Temel Karamollaoğlu: İktidarın Çelişkileri Var

ERGENEKON BERAATLARI

Malumunuz olduğu üzere geçtiğimiz pazartesi Ergenekon davasında, tüm sanıkların “silahlı örgüt kurmak yönetmek, üyelik, yardım ve yataklık” suçundan beraatına karar verildi.

Geçmişte bu davanın sıkı bir şekilde takipçisi olmuştuk.O gün gerek Merhum Erbakan Hocamız bu konunun üzerinde durmuş, ordunun bizim ordumuz olduğu ve ordu içinde bir takım yanlışlar yapanlar sebebiyle ordunun tamamının yıpratılmaması gerektiğini söylemişti.

Şuan YİK Başkanımız olan Sn. Oğuzhan Asiltürk o gün tv’lerde bunun “Ordudaki Amerikan karşıtı subayların tasfiyesi olduğunu” söylemişti. Biz bunları söyleyince bir takım ahlaksız ve müfteri isimler  “Saadet Partisi Ergenekon’un dinci ayağıdır demişlerdi.” Şimdi aynı isimler utanmadan sıkılmadan bizi yine farklı şekilde itham etmeye devam ediyorlar.

Biz o dönemde ısrarla TSK’nın yıpratılmaması gerektiğini söylemiştik.Fakat ilerleyen süreçte haklı haksız denmeden birçok tutuklama ve ceza tatbik edildi.Son olarak ise bugün gelinen nokta da, verilen yanlış kararlardan dönülmüş oldu. Fakat bu yanlış kararlar ile binlerce insanın mağdur edildiği de unutulmamalıdır.

O gün ABD karşıtı subaylar tasfiye ediliyor bugün ise ABD yanlısı askerler tasfiye ediliyor. Elbette darbeye teşebbüs edenler cezasını çekmeli ama ordun komuta kademesini ve ordu düzenini bir daha zedelemek ülkeye zarar veriyor.

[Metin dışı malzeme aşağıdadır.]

//! The game state machine.
//!
//! [`GameStateMachine`] owns the [`GameState`] and is the only thing that
//! mutates it. Every operation either completes or leaves the state as it
//! found it; persistence runs afterwards and its failures are only logged.

use std::sync::Arc;

use hangman_core::clock::Clock;
use hangman_core::error::GameError;
use hangman_core::event::{EventMetadata, EventSink};
use hangman_core::rng::DeterministicRng;
use hangman_core::store::{
    ACHIEVEMENTS_KEY, BEST_TIMES_KEY, PRACTICE_PROGRESS_KEY, PersistenceStore, STATISTICS_KEY,
};
use hangman_words::domain::catalog::{Difficulty, WordCatalog};
use hangman_words::domain::selector::{MAX_SELECTION_ATTEMPTS, WordSelector};
use tracing::{debug, info, instrument, warn};

use crate::application::persistence::PersistenceGateway;
use crate::application::queries::GameView;
use crate::domain::achievements::{AchievementEvaluator, Achievements, RoundFacts};
use crate::domain::events::{GameEvent, GameEventKind};
use crate::domain::multiplayer::{MultiplayerResult, MultiplayerState, Player};
use crate::domain::practice::{PracticeMode, PracticeProgress, PracticeSettings};
use crate::domain::scoring::{RoundOutcome, TimedFinish, calculate_score};
use crate::domain::state::{
    DEFAULT_MAX_INCORRECT_GUESSES, GameState, GameStatus, GuessOutcome, parse_letter,
};
use crate::domain::statistics::{BestTimes, RoundRecord, Statistics};
use crate::domain::timed::{DEFAULT_TICK_MS, TickOutcome, TimedModeController, TimerToken};

/// Collaborators injected into the engine.
pub struct EngineContext {
    /// Time source for round timing and unlock timestamps.
    pub clock: Arc<dyn Clock>,
    /// Randomness for word picks and hints.
    pub rng: Box<dyn DeterministicRng>,
    /// Blob store for statistics, achievements and progress.
    pub store: Arc<dyn PersistenceStore>,
    /// Receiver of game notifications.
    pub sink: Arc<dyn EventSink<GameEvent>>,
}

İşte örnekleri; askeri okullar kapatıldı.Askeri hastaneler sivillere devredildi. Bunların yanında son zamanlarda çıkan askerlik kanunu da bizi endişeye sevk ediyor.Çünkü asker sayımızı azalıyor.

 

İKTİDARIN ÇELİŞKİLERİ

Ergenekon sürecinin bu noktaya gelmesi sebebiyle şu hususları da vurgulamak istiyorum. Bu iktidarın hiç değişmeyen, çok temel bir özelliği var. Bu özellik hemen her konuda, başladığı nokta ile sonunda geldiği noktanın 180 derece ters olması.

         -Ergenekon davalarına savcı olarak başladılar sonra aynı Ergenekon’un avukatı oldular.

-Dış politikaya, Esad’a kardeşim diyerek, saraylarda ağırlayarak başladılar sonra en azılı Esad düşmanı oldular.

-Çözüm sürecine, Kandil’in yollarına kırmızı halılar sererek, Dolmabahçelerde mutabakat imzalayarak başladılar, Sonra taş üstünde taş bırakmayacağız dediler.

         -31 Mart sürecinde bizi terörle işbirliği ile suçladılar hatta sandıklarda muhalefet partileri ile birlikte oylara müdahale ettiğimizi bile iddia ettiler.

-En son 23 Haziran seçimleri öncesi bir dönüş daha yapıp İmralı’yı seçim referansı yapmaya kalktılar, ama bir fayda elde edemediler.

Her durumda devlet ve millet zarar gördü. Farkındalar mı bilmiyorum ama kendileri de itibar kaybettiler.

İşte bunun en büyük örneği İstanbul seçimleri. Böyle devlet yönetimi ve devlet aklı olmaz."